HOW TO COMPLETE THIS TASK
Restate word for word the lines that begin the listing and end with the line holding "Wrap an already-open".

EXCERPTED RECORDS

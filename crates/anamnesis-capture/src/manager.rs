use std::sync::Mutex;

use rusqlite::{params, Connection, OptionalExtension};
use tracing::instrument;

use crate::error::{CaptureError, Result};
use crate::types::{AuthorRole, Message};

/// Thread-safe manager for the append-only raw capture log (L1).
///
/// Wraps a single SQLite connection in a `Mutex` — SQLite itself serializes
/// writers, the `Mutex` just keeps the borrow checker honest across threads.
pub struct CaptureStore {
    db: Mutex<Connection>,
}

impl CaptureStore {
    /// Wrap an already-open (and `db::init_db`-initialised) connection.
    pub fn new(conn: Connection) -> Self {
        Self { db: Mutex::new(conn) }
    }

    /// Append a message and return its assigned id. Never fails for content
    /// shape — only a backing-store error surfaces.
    #[instrument(skip(self, content), fields(channel, author_role = %author_role))]
    pub fn append(
        &self,
        channel: &str,
        author_name: &str,
        author_role: AuthorRole,
        content: &str,
        created_at: &str,
        is_primary_entity: bool,
    ) -> Result<i64> {
        let db = self.db.lock().unwrap();
        db.execute(
            "INSERT INTO messages
             (channel, author_name, author_role, content, created_at, is_primary_entity)
             VALUES (?1, ?2, ?3, ?4, ?5, ?6)",
            params![
                channel,
                author_name,
                author_role.to_string(),
                content,
                created_at,
                is_primary_entity as i64
            ],
        )?;
        Ok(db.last_insert_rowid())
    }

    /// Full-text search over message content, BM25-ranked with recency as
    /// the tiebreak.
    #[instrument(skip(self, query), fields(limit))]
    pub fn fts_search(
        &self,
        query: &str,
        limit: usize,
        channel_filter: Option<&str>,
        since: Option<&str>,
        until: Option<&str>,
    ) -> Result<Vec<Message>> {
        let db = self.db.lock().unwrap();
        let mut sql = String::from(
            "SELECT m.id, m.channel, m.author_name, m.author_role, m.content, m.created_at,
                    m.is_primary_entity, m.summary_id, m.graph_batch_id
             FROM messages_fts f
             JOIN messages m ON m.id = f.rowid
             WHERE messages_fts MATCH ?1",
        );
        let mut query_params: Vec<Box<dyn rusqlite::ToSql>> = vec![Box::new(query.to_string())];

        if let Some(ch) = channel_filter {
            sql.push_str(" AND m.channel = ?");
            query_params.push(Box::new(ch.to_string()));
        }
        if let Some(s) = since {
            sql.push_str(" AND m.created_at >= ?");
            query_params.push(Box::new(s.to_string()));
        }
        if let Some(u) = until {
            sql.push_str(" AND m.created_at <= ?");
            query_params.push(Box::new(u.to_string()));
        }
        sql.push_str(" ORDER BY f.rank, m.created_at DESC LIMIT ?");
        query_params.push(Box::new(limit as i64));

        let mut stmt = db.prepare(&sql)?;
        let param_refs: Vec<&dyn rusqlite::ToSql> =
            query_params.iter().map(|b| b.as_ref()).collect();
        let rows = stmt.query_map(param_refs.as_slice(), row_to_message)?;
        Ok(rows.filter_map(|r| r.ok()).collect())
    }

    /// Messages with `start_id ≤ id ≤ end_id`, in id order.
    #[instrument(skip(self))]
    pub fn range(&self, start_id: i64, end_id: i64) -> Result<Vec<Message>> {
        let db = self.db.lock().unwrap();
        let mut stmt = db.prepare(
            "SELECT id, channel, author_name, author_role, content, created_at,
                    is_primary_entity, summary_id, graph_batch_id
             FROM messages WHERE id BETWEEN ?1 AND ?2 ORDER BY id",
        )?;
        let rows = stmt.query_map(params![start_id, end_id], row_to_message)?;
        Ok(rows.filter_map(|r| r.ok()).collect())
    }

    /// `before` messages before `id`, `id` itself, and `after` messages
    /// after — 2*min(before,after)+1 messages total, strict id order,
    /// regardless of channel.
    #[instrument(skip(self))]
    pub fn window_around(&self, id: i64, before: usize, after: usize) -> Result<Vec<Message>> {
        let db = self.db.lock().unwrap();
        let mut stmt = db.prepare(
            "SELECT id, channel, author_name, author_role, content, created_at,
                    is_primary_entity, summary_id, graph_batch_id
             FROM messages WHERE id <= ?1 ORDER BY id DESC LIMIT ?2",
        )?;
        let mut head: Vec<Message> = stmt
            .query_map(params![id, before as i64 + 1], row_to_message)?
            .filter_map(|r| r.ok())
            .collect();
        head.reverse();

        let mut stmt = db.prepare(
            "SELECT id, channel, author_name, author_role, content, created_at,
                    is_primary_entity, summary_id, graph_batch_id
             FROM messages WHERE id > ?1 ORDER BY id ASC LIMIT ?2",
        )?;
        let tail: Vec<Message> = stmt
            .query_map(params![id, after as i64], row_to_message)?
            .filter_map(|r| r.ok())
            .collect();

        head.extend(tail);
        Ok(head)
    }

    /// The last `limit` messages across all channels, oldest first — used
    /// by the composer's startup mode to ground the agent regardless of
    /// query relevance.
    #[instrument(skip(self))]
    pub fn recent_window(&self, limit: usize) -> Result<Vec<Message>> {
        let db = self.db.lock().unwrap();
        let mut stmt = db.prepare(
            "SELECT id, channel, author_name, author_role, content, created_at,
                    is_primary_entity, summary_id, graph_batch_id
             FROM messages ORDER BY id DESC LIMIT ?1",
        )?;
        let mut rows: Vec<Message> = stmt
            .query_map(params![limit as i64], row_to_message)?
            .filter_map(|r| r.ok())
            .collect();
        rows.reverse();
        Ok(rows)
    }

    #[instrument(skip(self))]
    pub fn count_unsummarized(&self) -> Result<i64> {
        let db = self.db.lock().unwrap();
        let count: i64 = db.query_row(
            "SELECT COUNT(*) FROM messages WHERE summary_id IS NULL",
            [],
            |row| row.get(0),
        )?;
        Ok(count)
    }

    /// Oldest `max` unsummarized messages, in id order — contiguous by
    /// construction since `summary_id` is only ever assigned in forward,
    /// non-overlapping sweeps.
    #[instrument(skip(self))]
    pub fn select_unsummarized(&self, max: usize) -> Result<Vec<Message>> {
        let db = self.db.lock().unwrap();
        let mut stmt = db.prepare(
            "SELECT id, channel, author_name, author_role, content, created_at,
                    is_primary_entity, summary_id, graph_batch_id
             FROM messages WHERE summary_id IS NULL ORDER BY id ASC LIMIT ?1",
        )?;
        let rows = stmt.query_map(params![max as i64], row_to_message)?;
        Ok(rows.filter_map(|r| r.ok()).collect())
    }

    /// Atomically stamp `ids` with `summary_id`. Fails with `Invariant` (via
    /// the caller, `anamnesis-crystals`) if any id already carries one — that
    /// check happens before this is called, inside a single transaction.
    #[instrument(skip(self, ids))]
    pub fn mark_summarized(&self, ids: &[i64], summary_id: i64) -> Result<()> {
        let mut db = self.db.lock().unwrap();
        let tx = db.transaction()?;
        {
            let mut stmt = tx.prepare(
                "UPDATE messages SET summary_id = ?1 WHERE id = ?2 AND summary_id IS NULL",
            )?;
            for id in ids {
                stmt.execute(params![summary_id, id])?;
            }
        }
        tx.commit()?;
        Ok(())
    }

    #[instrument(skip(self))]
    pub fn count_unungested(&self) -> Result<i64> {
        let db = self.db.lock().unwrap();
        let count: i64 = db.query_row(
            "SELECT COUNT(*) FROM messages WHERE graph_batch_id IS NULL",
            [],
            |row| row.get(0),
        )?;
        Ok(count)
    }

    #[instrument(skip(self))]
    pub fn select_unungested(&self, batch_size: usize) -> Result<Vec<Message>> {
        let db = self.db.lock().unwrap();
        let mut stmt = db.prepare(
            "SELECT id, channel, author_name, author_role, content, created_at,
                    is_primary_entity, summary_id, graph_batch_id
             FROM messages WHERE graph_batch_id IS NULL ORDER BY id ASC LIMIT ?1",
        )?;
        let rows = stmt.query_map(params![batch_size as i64], row_to_message)?;
        Ok(rows.filter_map(|r| r.ok()).collect())
    }

    #[instrument(skip(self, ids))]
    pub fn mark_ingested(&self, ids: &[i64], batch_id: i64) -> Result<()> {
        let mut db = self.db.lock().unwrap();
        let tx = db.transaction()?;
        {
            let mut stmt = tx.prepare(
                "UPDATE messages SET graph_batch_id = ?1 WHERE id = ?2 AND graph_batch_id IS NULL",
            )?;
            for id in ids {
                stmt.execute(params![batch_id, id])?;
            }
        }
        tx.commit()?;
        Ok(())
    }

    #[instrument(skip(self))]
    pub fn get(&self, id: i64) -> Result<Message> {
        let db = self.db.lock().unwrap();
        db.query_row(
            "SELECT id, channel, author_name, author_role, content, created_at,
                    is_primary_entity, summary_id, graph_batch_id
             FROM messages WHERE id = ?1",
            params![id],
            row_to_message,
        )
        .optional()?
        .ok_or(CaptureError::NotFound { id })
    }

    /// Cheap liveness probe for the health aggregator.
    #[instrument(skip(self))]
    pub fn health_check(&self) -> Result<()> {
        let db = self.db.lock().unwrap();
        db.query_row("SELECT 1", [], |_| Ok(()))?;
        Ok(())
    }

    /// Counts of messages ingested under a real batch id vs. the sentinel
    /// batch id (schema-violation messages that were flagged, not retried).
    #[instrument(skip(self))]
    pub fn ingestion_counts(&self) -> Result<(i64, i64)> {
        let db = self.db.lock().unwrap();
        let succeeded: i64 = db.query_row(
            "SELECT COUNT(*) FROM messages WHERE graph_batch_id IS NOT NULL AND graph_batch_id != 0",
            [],
            |row| row.get(0),
        )?;
        let sentinel: i64 = db.query_row(
            "SELECT COUNT(*) FROM messages WHERE graph_batch_id = 0",
            [],
            |row| row.get(0),
        )?;
        Ok((succeeded, sentinel))
    }
}

fn row_to_message(row: &rusqlite::Row<'_>) -> rusqlite::Result<Message> {
    let role_str: String = row.get(3)?;
    let author_role = role_str.parse().unwrap_or(AuthorRole::User);
    Ok(Message {
        id: row.get(0)?,
        channel: row.get(1)?,
        author_name: row.get(2)?,
        author_role,
        content: row.get(4)?,
        created_at: row.get(5)?,
        is_primary_entity: row.get::<_, i64>(6)? != 0,
        summary_id: row.get(7)?,
        graph_batch_id: row.get(8)?,
    })
}

#[cfg(test)]
mod tests {
    use super::*;

    fn store() -> CaptureStore {
        let conn = Connection::open_in_memory().unwrap();
        crate::db::init_db(&conn).unwrap();
        CaptureStore::new(conn)
    }

    #[test]
    fn append_assigns_increasing_ids() {
        let s = store();
        let a = s
            .append("c1", "alice", AuthorRole::User, "hello", "2026-01-01T00:00:00Z", false)
            .unwrap();
        let b = s
            .append("c1", "bot", AuthorRole::Assistant, "hi", "2026-01-01T00:00:01Z", false)
            .unwrap();
        assert!(b > a);
    }

    #[test]
    fn fts_search_finds_content() {
        let s = store();
        s.append("c1", "alice", AuthorRole::User, "the quick brown fox", "2026-01-01T00:00:00Z", false)
            .unwrap();
        let results = s.fts_search("fox", 10, None, None, None).unwrap();
        assert_eq!(results.len(), 1);
        assert!(results[0].content.contains("fox"));
    }

    #[test]
    fn window_around_is_strict_id_order_across_channels() {
        let s = store();
        for (ch, text) in [
            ("c1", "m1"),
            ("c2", "m2"),
            ("c3", "m3"),
            ("c1", "m4"),
            ("c2", "m5"),
        ] {
            s.append(ch, "a", AuthorRole::User, text, "2026-01-01T00:00:00Z", false)
                .unwrap();
        }
        let window = s.window_around(3, 2, 1).unwrap();
        let ids: Vec<i64> = window.iter().map(|m| m.id).collect();
        assert_eq!(ids, vec![1, 2, 3, 4]);
    }

    #[test]
    fn mark_summarized_is_partial_function() {
        let s = store();
        let id = s
            .append("c1", "a", AuthorRole::User, "hi", "2026-01-01T00:00:00Z", false)
            .unwrap();
        s.mark_summarized(&[id], 1).unwrap();
        // Second stamp with a different summary must not overwrite.
        s.mark_summarized(&[id], 2).unwrap();
        let msg = s.get(id).unwrap();
        assert_eq!(msg.summary_id, Some(1));
    }

    #[test]
    fn select_unungested_respects_batch_size() {
        let s = store();
        for i in 0..5 {
            s.append("c1", "a", AuthorRole::User, &format!("m{i}"), "2026-01-01T00:00:00Z", false)
                .unwrap();
        }
        let batch = s.select_unungested(3).unwrap();
        assert_eq!(batch.len(), 3);
        assert_eq!(s.count_unungested().unwrap(), 5);
        let ids: Vec<i64> = batch.iter().map(|m| m.id).collect();
        s.mark_ingested(&ids, 42).unwrap();
        assert_eq!(s.count_unungested().unwrap(), 2);
    }
}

ANSWER BOX
filename crates/anamnesis-capture/src/manager.rs
use std::sync::Mutex;

use rusqlite::{params, Connection, OptionalExtension};
use tracing::instrument;

use crate::error::{CaptureError, Result};
use crate::types::{AuthorRole, Message};

/// Thread-safe manager for the append-only raw capture log (L1).
///
/// Wraps a single SQLite connection in a `Mutex` — SQLite itself serializes
/// writers, the `Mutex` just keeps the borrow checker honest across threads.
pub struct CaptureStore {
    db: Mutex<Connection>,
}

impl CaptureStore {
    /// Wrap an already-open (and `db::init_db`-initialised) connection.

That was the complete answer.